Find the string "blue" in the records and copy each line where it occurs.

§ **SUPPLIED DATA**:
--*--
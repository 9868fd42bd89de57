//! Property parsing: raw JSON values -> typed UI primitives.
//!
//! Every `try_parse_*` returns a [`PropertyError`] describing why a value was
//! rejected; the matching `parse_*` wrapper falls back to the primitive's
//! default (or `None` for colors) so callers on the render path never fail.

use serde_json::{Map, Value};

use crate::geometry::{Alignment, BorderRadius, Color, Shape, Spacing};

/// Errors from property parsing.
#[derive(Debug, Clone, PartialEq, thiserror::Error)]
pub enum PropertyError {
    #[error("expected a number, got {0}")]
    NotANumber(Value),
    #[error("invalid value for {property}: {message}")]
    InvalidValue { property: String, message: String },
}

fn invalid(property: &str, message: impl Into<String>) -> PropertyError {
    PropertyError::InvalidValue {
        property: property.into(),
        message: message.into(),
    }
}

/// Lowercase and strip `_`, `-` and spaces so `top_left`, `topLeft` and
/// `top-left` compare equal.
fn normalize_ident(s: &str) -> String {
    s.chars()
        .filter(|c| !matches!(c, '_' | '-' | ' '))
        .flat_map(char::to_lowercase)
        .collect()
}

// ---------------------------------------------------------------------------
// Scalars
// ---------------------------------------------------------------------------

/// Coerce a JSON number or numeric string into `f32`.
pub fn try_parse_number(value: &Value) -> Result<f32, PropertyError> {
    match value {
        Value::Number(n) => n
            .as_f64()
            .map(|f| f as f32)
            .filter(|f| f.is_finite())
            .ok_or_else(|| PropertyError::NotANumber(value.clone())),
        Value::String(s) => s
            .trim()
            .parse::<f32>()
            .ok()
            .filter(|f| f.is_finite())
            .ok_or_else(|| PropertyError::NotANumber(value.clone())),
        other => Err(PropertyError::NotANumber(other.clone())),
    }
}

/// Lenient numeric coercion. `None` if the value is not numeric.
pub fn parse_number(value: &Value) -> Option<f32> {
    try_parse_number(value).ok()
}

/// Booleans, `"true"`/`"false"` strings and numbers (non-zero is `true`).
pub fn parse_bool(value: &Value) -> Option<bool> {
    match value {
        Value::Bool(b) => Some(*b),
        Value::String(s) => match s.trim().to_ascii_lowercase().as_str() {
            "true" | "yes" | "1" => Some(true),
            "false" | "no" | "0" => Some(false),
            _ => None,
        },
        Value::Number(n) => n.as_f64().map(|f| f != 0.0),
        _ => None,
    }
}

/// Read an optional numeric key from a map, defaulting to 0.
fn side(map: &Map<String, Value>, key: &str) -> Result<f32, PropertyError> {
    match map.get(key) {
        None | Some(Value::Null) => Ok(0.0),
        Some(v) => try_parse_number(v),
    }
}

// ---------------------------------------------------------------------------
// Spacing
// ---------------------------------------------------------------------------

/// Parse margin/padding shorthand into normalized four-side [`Spacing`].
///
/// Accepted shapes, in precedence order when an object carries several keys:
///
/// 1. a bare number (or numeric string), or `{"all": N}`: uniform
/// 2. `{"horizontal": H, "vertical": V}`: symmetric, a missing axis is 0
/// 3. `{"left": L, "top": T, "right": R, "bottom": B}`: missing sides are 0
///
/// An array of 1-4 numbers is also accepted with CSS ordering
/// (`[all]`, `[vertical, horizontal]`, `[top, horizontal, bottom]`,
/// `[top, right, bottom, left]`). `null` is zero spacing.
pub fn try_parse_spacing(value: &Value) -> Result<Spacing, PropertyError> {
    match value {
        Value::Null => Ok(Spacing::ZERO),
        Value::Number(_) | Value::String(_) => Ok(Spacing::all(try_parse_number(value)?)),
        Value::Object(map) => {
            if let Some(all) = map.get("all") {
                return Ok(Spacing::all(try_parse_number(all)?));
            }
            if map.contains_key("horizontal") || map.contains_key("vertical") {
                return Ok(Spacing::symmetric(
                    side(map, "horizontal")?,
                    side(map, "vertical")?,
                ));
            }
            Ok(Spacing::new(
                side(map, "left")?,
                side(map, "top")?,
                side(map, "right")?,
                side(map, "bottom")?,
            ))
        }
        Value::Array(items) => {
            let n = items
                .iter()
                .map(try_parse_number)
                .collect::<Result<Vec<f32>, _>>()?;
            match n.as_slice() {
                [all] => Ok(Spacing::all(*all)),
                [v, h] => Ok(Spacing::symmetric(*h, *v)),
                [t, h, b] => Ok(Spacing::new(*h, *t, *h, *b)),
                [t, r, b, l] => Ok(Spacing::new(*l, *t, *r, *b)),
                _ => Err(invalid("spacing", format!("expected 1-4 values, got {}", n.len()))),
            }
        }
        Value::Bool(_) => Err(invalid("spacing", "expected a number or spacing object")),
    }
}

/// Lenient [`try_parse_spacing`]: unparseable input yields zero spacing.
pub fn parse_spacing(value: &Value) -> Spacing {
    try_parse_spacing(value).unwrap_or_default()
}

// ---------------------------------------------------------------------------
// Border radius / shape
// ---------------------------------------------------------------------------

/// Parse corner radii: a number, `{"all": N}`, or per-corner keys
/// (`topLeft`, `topRight`, `bottomRight`, `bottomLeft`; missing corners are 0).
pub fn try_parse_border_radius(value: &Value) -> Result<BorderRadius, PropertyError> {
    match value {
        Value::Null => Ok(BorderRadius::ZERO),
        Value::Number(_) | Value::String(_) => Ok(BorderRadius::all(try_parse_number(value)?)),
        Value::Object(map) => {
            if let Some(all) = map.get("all") {
                return Ok(BorderRadius::all(try_parse_number(all)?));
            }
            let mut radius = BorderRadius::ZERO;
            for (key, v) in map {
                let r = try_parse_number(v)?;
                match normalize_ident(key).as_str() {
                    "topleft" => radius.top_left = r,
                    "topright" => radius.top_right = r,
                    "bottomright" => radius.bottom_right = r,
                    "bottomleft" => radius.bottom_left = r,
                    _ => {}
                }
            }
            Ok(radius)
        }
        _ => Err(invalid("borderRadius", "expected a number or corner object")),
    }
}

/// Lenient [`try_parse_border_radius`].
pub fn parse_border_radius(value: &Value) -> BorderRadius {
    try_parse_border_radius(value).unwrap_or_default()
}

/// Parse a background shape.
///
/// - `"circle"` / `"rectangle"`
/// - a number: rectangle with that uniform corner radius
/// - `{"type": "circle"}`, `{"type": "rounded", "radius": <radius>}`, or a
///   bare corner-radius object
pub fn try_parse_shape(value: &Value) -> Result<Shape, PropertyError> {
    match value {
        Value::Null => Ok(Shape::default()),
        Value::String(s) => match normalize_ident(s).as_str() {
            "circle" | "oval" => Ok(Shape::Circle),
            "rectangle" | "rect" | "box" => Ok(Shape::default()),
            _ => try_parse_border_radius(value)
                .map(Shape::Rectangle)
                .map_err(|_| invalid("shape", format!("unknown shape `{s}`"))),
        },
        Value::Number(_) => Ok(Shape::Rectangle(try_parse_border_radius(value)?)),
        Value::Object(map) => {
            let kind = map
                .get("type")
                .or_else(|| map.get("shape"))
                .and_then(Value::as_str)
                .map(normalize_ident);
            if matches!(kind.as_deref(), Some("circle") | Some("oval")) {
                return Ok(Shape::Circle);
            }
            match map.get("radius").or_else(|| map.get("borderRadius")) {
                Some(radius) => Ok(Shape::Rectangle(try_parse_border_radius(radius)?)),
                None => Ok(Shape::Rectangle(try_parse_border_radius(value)?)),
            }
        }
        _ => Err(invalid("shape", "expected a shape name, radius or shape object")),
    }
}

/// Lenient [`try_parse_shape`].
pub fn parse_shape(value: &Value) -> Shape {
    try_parse_shape(value).unwrap_or_default()
}

// ---------------------------------------------------------------------------
// Color
// ---------------------------------------------------------------------------

/// Parse a color.
///
/// Supports:
/// - Hex strings: `#rgb`, `#rrggbb`, `#aarrggbb`, and the same with a `0x` prefix
/// - Integers in `0xAARRGGBB` layout
/// - Named colors (case-insensitive): `black`, `white`, `red`, `green`, `blue`,
///   `yellow`, `orange`, `purple`, `pink`, `cyan`, `magenta`, `teal`, `indigo`,
///   `amber`, `brown`, `grey`/`gray`, `transparent`
pub fn try_parse_color(value: &Value) -> Result<Color, PropertyError> {
    match value {
        Value::String(s) => {
            let s = s.trim();
            if let Some(hex) = s.strip_prefix('#').or_else(|| {
                s.strip_prefix("0x").or_else(|| s.strip_prefix("0X"))
            }) {
                return parse_hex_color(hex)
                    .ok_or_else(|| invalid("color", format!("bad hex color `{s}`")));
            }
            named_color(s).ok_or_else(|| invalid("color", format!("unknown color `{s}`")))
        }
        Value::Number(n) => n
            .as_u64()
            .and_then(|v| u32::try_from(v).ok())
            .map(Color::from_argb_u32)
            .ok_or_else(|| invalid("color", format!("integer color out of range: {n}"))),
        other => Err(invalid("color", format!("expected a color string, got {other}"))),
    }
}

/// Lenient [`try_parse_color`]: `None` for anything unparseable.
pub fn parse_color(value: &Value) -> Option<Color> {
    try_parse_color(value).ok()
}

/// Parse hex digits (without the leading `#`/`0x`).
fn parse_hex_color(hex: &str) -> Option<Color> {
    if !hex.chars().all(|c| c.is_ascii_hexdigit()) {
        return None;
    }
    let byte = |i: usize| u8::from_str_radix(&hex[i..i + 2], 16).ok();
    match hex.len() {
        3 => {
            let nib = |i: usize| u8::from_str_radix(&hex[i..i + 1], 16).ok();
            let (r, g, b) = (nib(0)?, nib(1)?, nib(2)?);
            // Expand: 0xA -> 0xAA
            Some(Color::rgb(r * 17, g * 17, b * 17))
        }
        6 => Some(Color::rgb(byte(0)?, byte(2)?, byte(4)?)),
        8 => Some(Color::argb(byte(0)?, byte(2)?, byte(4)?, byte(6)?)),
        _ => None,
    }
}

fn named_color(name: &str) -> Option<Color> {
    let color = match normalize_ident(name).as_str() {
        "black" => Color::BLACK,
        "white" => Color::WHITE,
        "transparent" => Color::TRANSPARENT,
        "red" => Color::rgb(0xF4, 0x43, 0x36),
        "pink" => Color::rgb(0xE9, 0x1E, 0x63),
        "purple" => Color::rgb(0x9C, 0x27, 0xB0),
        "indigo" => Color::rgb(0x3F, 0x51, 0xB5),
        "blue" => Color::rgb(0x21, 0x96, 0xF3),
        "cyan" => Color::rgb(0x00, 0xBC, 0xD4),
        "teal" => Color::rgb(0x00, 0x96, 0x88),
        "green" => Color::rgb(0x4C, 0xAF, 0x50),
        "yellow" => Color::rgb(0xFF, 0xEB, 0x3B),
        "amber" => Color::rgb(0xFF, 0xC1, 0x07),
        "orange" => Color::rgb(0xFF, 0x98, 0x00),
        "brown" => Color::rgb(0x79, 0x55, 0x48),
        "magenta" => Color::rgb(0xFF, 0x00, 0xFF),
        "grey" | "gray" => Color::rgb(0x9E, 0x9E, 0x9E),
        _ => return None,
    };
    Some(color)
}

// ---------------------------------------------------------------------------
// Alignment
// ---------------------------------------------------------------------------

/// Parse a child alignment.
///
/// Accepts the nine named positions (`topLeft`, `topCenter`, `topRight`,
/// `centerLeft`, `center`, `centerRight`, `bottomLeft`, `bottomCenter`,
/// `bottomRight`; any casing, `_`/`-` separators allowed), the edge shorthands
/// `top`, `bottom`, `left`, `right`, and `{"x": X, "y": Y}` with fractions in
/// `-1..=1` (clamped).
pub fn try_parse_alignment(value: &Value) -> Result<Alignment, PropertyError> {
    match value {
        Value::String(s) => {
            let a = match normalize_ident(s).as_str() {
                "topleft" | "topstart" => Alignment::TOP_LEFT,
                "topcenter" | "top" => Alignment::TOP_CENTER,
                "topright" | "topend" => Alignment::TOP_RIGHT,
                "centerleft" | "centerstart" | "left" | "start" => Alignment::CENTER_LEFT,
                "center" => Alignment::CENTER,
                "centerright" | "centerend" | "right" | "end" => Alignment::CENTER_RIGHT,
                "bottomleft" | "bottomstart" => Alignment::BOTTOM_LEFT,
                "bottomcenter" | "bottom" => Alignment::BOTTOM_CENTER,
                "bottomright" | "bottomend" => Alignment::BOTTOM_RIGHT,
                _ => return Err(invalid("alignment", format!("unknown alignment `{s}`"))),
            };
            Ok(a)
        }
        Value::Object(map) => Ok(Alignment::new(side(map, "x")?, side(map, "y")?).clamped()),
        other => Err(invalid("alignment", format!("expected a name or {{x, y}}, got {other}"))),
    }
}

/// Lenient [`try_parse_alignment`]: unparseable input yields
/// [`Alignment::CENTER`].
pub fn parse_alignment(value: &Value) -> Alignment {
    try_parse_alignment(value).unwrap_or_default()
}

// ===========================================================================
// Tests
// ===========================================================================
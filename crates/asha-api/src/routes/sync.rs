//! Offline sync route
//!
//! Replays a batch of client-queued records as store writes. Each insert
//! commits independently; there is no batch-wide rollback. A validation
//! failure stops the replay, leaving earlier inserts in place.

use crate::auth::AuthWorker;
use crate::error::ApiError;
use crate::AppState;
use asha_core::sync::{SyncBatch, SyncBucket};
use asha_core::ValidationError;
use axum::extract::State;
use axum::Json;
use serde::Serialize;
use serde_json::Value;
use std::sync::Arc;
use tracing::warn;

#[derive(Debug, Serialize)]
pub struct SyncResponse {
    pub message: String,
    pub inserted_count: u64,
}

pub async fn sync_offline_data(
    State(state): State<Arc<AppState>>,
    AuthWorker(worker): AuthWorker,
    Json(payload): Json<Value>,
) -> Result<Json<SyncResponse>, ApiError> {
    let Value::Object(map) = payload else {
        return Err(ValidationError::new(vec!["payload".to_string()]).into());
    };
    let batch = SyncBatch::parse(map)?;

    let mut inserted = 0u64;
    for bucket in batch.0 {
        match bucket {
            SyncBucket::FamilySurveys(records) => {
                for record in records {
                    let survey = record.form.validate()?;
                    if state
                        .store
                        .sync_family_survey(record.id, worker.id, survey)
                        .await?
                    {
                        inserted += 1;
                    }
                }
            }
            SyncBucket::PregnancyReports(records) => {
                for record in records {
                    let report = record.form.validate()?;
                    if state
                        .store
                        .sync_pregnancy_report(record.id, worker.id, report)
                        .await?
                    {
                        inserted += 1;
                    }
                }
            }
            SyncBucket::ChildVaccinations(records) => {
                for record in records {
                    let vaccination = record.form.validate()?;
                    if state
                        .store
                        .sync_child_vaccination(record.id, worker.id, vaccination)
                        .await?
                    {
                        inserted += 1;
                    }
                }
            }
            SyncBucket::PostnatalCare(records) => {
                for record in records {
                    let pnc = record.form.validate()?;
                    if state
                        .store
                        .sync_postnatal_care(record.id, worker.id, pnc)
                        .await?
                    {
                        inserted += 1;
                    }
                }
            }
            SyncBucket::LeprosyReports(records) => {
                for record in records {
                    let report = record.form.validate()?;
                    if state
                        .store
                        .sync_leprosy_report(record.id, worker.id, report)
                        .await?
                    {
                        inserted += 1;
                    }
                }
            }
            SyncBucket::Unrecognized { tag, count } => {
                warn!("skipping {count} sync records with unrecognized form type {tag}");
            }
        }
    }

    Ok(Json(SyncResponse {
        message: format!("Synced {inserted} records successfully"),
        inserted_count: inserted,
    }))
}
--*--
§ **THE ANSWER**:
/// - Named colors (case-insensitive): `black`, `white`, `red`, `green`, `blue`,
        "blue" => Color::rgb(0x21, 0x96, 0xF3),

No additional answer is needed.